A shot of pure alcohol to the heart saved a man's life.

UK doctors performed the unusual procedure to trigger a controlled heart attack in an elderly patient to stop an irregular heartbeat after realizing they could not safely perform standard procedures on him, according to ABC News.

Doctors said that Ronald Aldom was doing "fantastically well" after he was given a dose of pure ethanol to treat his unusual cardio rhythm.

Aldom's doctor, cardiologist Dr. Tom Johnson said that the 77-year-old would not have made it if not for the procedure.

The latest case marks the first time Johnson of Bristol, England, has ever tried using ethanol to cure a ventricular tachychardia, or VT attack.

The doctor said that the treatment known as "ethanol ablation" has only been performed a handful of times in the UK to treat VT.

Johnson said that he had inserted a catheter into a blood vessel in the patient's groin, and pumped ethanol toward the portion of the heart where the dangerous rhythms were coming from.

The alcohol shot reportedly induced a controlled heart attack in the 77-year-old and killed the problematic heart tissue triggering his irregular heartbeat.

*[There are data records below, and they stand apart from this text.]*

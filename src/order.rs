//! Order-consistency checking across per-actor delivery sequences.
//!
//! Two delivery sequences are order-compatible when no message that appears
//! in both is seen in opposite relative order versus a neighbour. The check
//! compares only *adjacent* pairs of each sequence against the other's
//! positions: this is necessary but not sufficient for true total-order
//! compatibility, since an inversion spanning a run of absent messages can
//! go undetected. Callers should treat a passing check as "no evidence of a
//! violation", not as proof of one global order.

use ahash::{HashMap, HashMapExt};
use thiserror::Error;
use tracing::debug;

use crate::trace::{ActorId, MessageId};

/// Which of the two checked sequences contains the witnessing adjacent pair.
#[derive(Debug, Clone, Copy, PartialEq, Eq)]
pub enum Side {
    First,
    Second,
}

/// A contradicted adjacent pair: on `side`, `first` was delivered before
/// `second`, while the other sequence orders them the opposite way.
#[derive(Debug, Clone, PartialEq, Eq)]
pub struct PairViolation {
    pub side: Side,
    pub first: MessageId,
    pub second: MessageId,
}

/// Evidence that two actors disagree on the relative delivery order of two
/// messages.
#[derive(Debug, Clone, PartialEq, Eq, Error)]
#[error(
    "actors {actor_a} and {actor_b} disagree on delivery order: \
     {witness} delivered {first} before {second}"
)]
pub struct OrderInconsistency {
    pub actor_a: ActorId,
    pub actor_b: ActorId,
    /// The actor whose sequence contains the witnessing adjacent pair.
    pub witness: ActorId,
    pub first: MessageId,
    pub second: MessageId,
}

/// Check whether two delivery sequences could stem from one global order.
///
/// Returns the first contradicted adjacent pair, scanning `seq1` fully
/// before `seq2`, or `None` when every comparable pair agrees. A message
/// absent from one of the sequences is a gap and never counts as evidence
/// by itself. Each message is assumed to appear at most once per sequence;
/// duplicated entries are tolerated but make the result best-effort.
#[must_use]
pub fn check_pair(seq1: &[MessageId], seq2: &[MessageId]) -> Option<PairViolation> {
    // message -> (position in seq1, position in seq2)
    let mut positions: HashMap<&MessageId, (Option<usize>, Option<usize>)> =
        HashMap::with_capacity(seq1.len() + seq2.len());
    for (i, message) in seq1.iter().enumerate() {
        positions.insert(message, (Some(i), None));
    }
    for (i, message) in seq2.iter().enumerate() {
        positions.entry(message).or_insert((None, None)).1 = Some(i);
    }

    for pair in seq1.windows(2) {
        let (Some(p1), Some(p2)) = positions[&pair[0]] else {
            continue;
        };
        let (Some(n1), Some(n2)) = positions[&pair[1]] else {
            continue;
        };
        if (p1 < n1 && p2 > n2) || (p1 > n1 && p2 < n2) {
            return Some(PairViolation {
                side: Side::First,
                first: pair[0].clone(),
                second: pair[1].clone(),
            });
        }
    }
    for pair in seq2.windows(2) {
        let (Some(p1), Some(p2)) = positions[&pair[0]] else {
            continue;
        };
        let (Some(n1), Some(n2)) = positions[&pair[1]] else {
            continue;
        };
        if (p2 < n2 && p1 > n1) || (p2 > n2 && p1 < n1) {
            return Some(PairViolation {
                side: Side::Second,
                first: pair[0].clone(),
                second: pair[1].clone(),
            });
        }
    }
    None
}

/// Check every unordered pair of actors' delivery orders for mutual
/// order-compatibility.
///
/// Actors are visited in sorted order, so the fail-fast witness is
/// deterministic for a given input. `Ok(())` means no adjacent-pair
/// evidence of a global order violation was found across any pair.
pub fn check_delivery_orders(
    orders: &HashMap<ActorId, Vec<MessageId>>,
) -> Result<(), OrderInconsistency> {
    let mut actors: Vec<&ActorId> = orders.keys().collect();
    actors.sort();
    for (i, &actor_a) in actors.iter().enumerate() {
        for &actor_b in &actors[i + 1..] {
            if let Some(violation) = check_pair(&orders[actor_a], &orders[actor_b]) {
                let witness = match violation.side {
                    Side::First => actor_a.clone(),
                    Side::Second => actor_b.clone(),
                };
                debug!(
                    actor_a = %actor_a,
                    actor_b = %actor_b,
                    first = %violation.first,
                    second = %violation.second,
                    "delivery order violation"
                );
                return Err(OrderInconsistency {
                    actor_a: actor_a.clone(),
                    actor_b: actor_b.clone(),
                    witness,
                    first: violation.first,
                    second: violation.second,
                });
            }
        }
    }
    Ok(())
}
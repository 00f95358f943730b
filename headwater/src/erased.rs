//! A small type-erased layer over the sender/receiver contract.
//!
//! Generic composition stays monomorphised; erasure is only needed where a
//! value must cross a `dyn` seam — most prominently [`AnyScheduler`], which
//! lets an environment carry "the current scheduler" without naming its
//! concrete type.

use core::pin::Pin;
use std::sync::Arc;

use crate::{
	env::{Env, ForwardProgressGuarantee},
	error::Error,
	traits::{Channel, OperationState, Receiver, Scheduler, Sender},
};

trait ReceiverObj<T>: Send {
	fn set_value_obj(self: Box<Self>, value: T);
	fn set_error_obj(self: Box<Self>, error: Error);
	fn set_stopped_obj(self: Box<Self>);
	fn env_obj(&self) -> Env;
}

impl<T, R> ReceiverObj<T> for R
where
	T: Send + 'static,
	R: Receiver<T>,
{
	fn set_value_obj(self: Box<Self>, value: T) {
		(*self).set_value(value);
	}

	fn set_error_obj(self: Box<Self>, error: Error) {
		(*self).set_error(error);
	}

	fn set_stopped_obj(self: Box<Self>) {
		(*self).set_stopped();
	}

	fn env_obj(&self) -> Env {
		self.env()
	}
}

/// A boxed receiver of `T`.
pub struct AnyReceiver<T> {
	inner: Box<dyn ReceiverObj<T>>,
}

impl<T: Send + 'static> AnyReceiver<T> {
	pub fn new(receiver: impl Receiver<T>) -> Self {
		Self {
			inner: Box::new(receiver),
		}
	}
}

impl<T: Send + 'static> Receiver<T> for AnyReceiver<T> {
	fn set_value(self, value: T) {
		self.inner.set_value_obj(value);
	}

	fn set_error(self, error: Error) {
		self.inner.set_error_obj(error);
	}

	fn set_stopped(self) {
		self.inner.set_stopped_obj();
	}

	fn env(&self) -> Env {
		self.inner.env_obj()
	}
}

/// A pinned, boxed operation state.
pub struct BoxedOperation {
	inner: Pin<Box<dyn OperationState>>,
}

impl OperationState for BoxedOperation {
	fn start(self: Pin<&mut Self>) {
		self.get_mut().inner.as_mut().start();
	}
}

trait SenderObj<T>: Send {
	fn connect_obj(self: Box<Self>, receiver: AnyReceiver<T>) -> BoxedOperation;
	fn completion_scheduler_obj(&self, channel: Channel) -> Option<AnyScheduler>;
}

impl<T, S> SenderObj<T> for S
where
	T: Send + 'static,
	S: Sender<Value = T>,
{
	fn connect_obj(self: Box<Self>, receiver: AnyReceiver<T>) -> BoxedOperation {
		BoxedOperation {
			inner: Box::pin((*self).connect(receiver)),
		}
	}

	fn completion_scheduler_obj(&self, channel: Channel) -> Option<AnyScheduler> {
		self.completion_scheduler(channel)
	}
}

/// A boxed sender completing with `T`.
pub struct AnySender<T> {
	inner: Box<dyn SenderObj<T>>,
}

impl<T: Send + 'static> AnySender<T> {
	pub fn new(sender: impl Sender<Value = T>) -> Self {
		Self {
			inner: Box::new(sender),
		}
	}
}

impl<T: Send + 'static> Sender for AnySender<T> {
	type Value = T;

	type Operation<R> = BoxedOperation
	where
		R: Receiver<T>;

	fn connect<R>(self, receiver: R) -> BoxedOperation
	where
		R: Receiver<T>,
	{
		self.inner.connect_obj(AnyReceiver::new(receiver))
	}

	fn completion_scheduler(&self, channel: Channel) -> Option<AnyScheduler> {
		self.inner.completion_scheduler_obj(channel)
	}
}

trait SchedulerObj: Send + Sync {
	fn schedule_obj(&self) -> AnySender<()>;
	fn forward_progress_obj(&self) -> ForwardProgressGuarantee;
}

impl<S: Scheduler> SchedulerObj for S {
	fn schedule_obj(&self) -> AnySender<()> {
		AnySender::new(self.schedule())
	}

	fn forward_progress_obj(&self) -> ForwardProgressGuarantee {
		self.forward_progress_guarantee()
	}
}

/// A shared, type-erased scheduler handle.
///
/// Usable wherever a concrete [`Scheduler`] is — in particular, a scheduler
/// recovered from an environment can be scheduled onto directly.
#[derive(Clone)]
pub struct AnyScheduler {
	inner: Arc<dyn SchedulerObj>,
}

impl AnyScheduler {
	pub fn new(scheduler: impl Scheduler) -> Self {
		Self {
			inner: Arc::new(scheduler),
		}
	}
}

impl Scheduler for AnyScheduler {
	type Sender = AnySender<()>;

	fn schedule(&self) -> AnySender<()> {
		self.inner.schedule_obj()
	}

	fn forward_progress_guarantee(&self) -> ForwardProgressGuarantee {
		self.inner.forward_progress_obj()
	}
}
//! The composition algebra: every adaptor over a child sender.
//!
//! Constructing an adaptor is pure — it only records *what* to run.
//! `connect` folds the description into an operation state, most commonly
//! by wrapping the downstream receiver and delegating to the child.

pub mod bulk;
pub mod ensure_started;
pub mod into_variant;
pub mod let_;
pub mod schedule_from;
mod shared;
pub mod split;
pub mod start_on;
pub mod stopped_as;
pub mod then;
pub mod when_all;

pub use bulk::{bulk, Bulk};
pub use ensure_started::{ensure_started, EnsureStarted};
pub use into_variant::{into_variant, IntoVariant};
pub use let_::{let_error, let_stopped, let_value, LetError, LetStopped, LetValue};
pub use schedule_from::{continue_on, schedule_from, ScheduleFrom};
pub use shared::SharedConsumer;
pub use split::{split, Split};
pub use start_on::{on, start_on};
pub use stopped_as::{stopped_as_error, stopped_as_optional, StoppedAsError, StoppedAsOptional};
pub use then::{then, upon_error, upon_stopped, Then, UponError, UponStopped};
pub use when_all::{
	transfer_when_all, when_all, when_all_with_variant, SenderList, WhenAll,
};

"He wasn't going to leave hospital unless something was done," Johnson told the BBC. "There was no other option."

Johnson said that Aldom had undergone treatment six weeks ago and was almost certainly facing death.

Johnson told ABC News that while the rare, risky procedure "sounds like a very barbaric treatment" it was a "very rewarding one".

While risky, Johnson said the procedure was a "last resort" after doctors determined that they could not perform any other standard procedures on Aldom's already seriously damaged heart.

VT begins in the ventricles, the bottom portion of the heart that pumps blood through the body. VT can be fatal if it isn't treated, and if found early, doctors usually insert small wires, or electrodes, into the heart to monitor and treat the abnormal rhythm.

Aldom told BBC reporters that it was "wonderful" that his doctors tried "everything" to help him.

"If they hadn't have done this I wouldn't be here now," he said, according to BBC.

Dr. Richard Page, chairman of the department of medicine at the University of Wisconsin School of Medicine and Public Health, told ABC News that the procedure also isn't routine in the United States because the effects of an ethanol shot can be difficult to control.

"This is something you have to do electively," Page said. "This is not something you do on the fly in the middle of a cardiac arrest."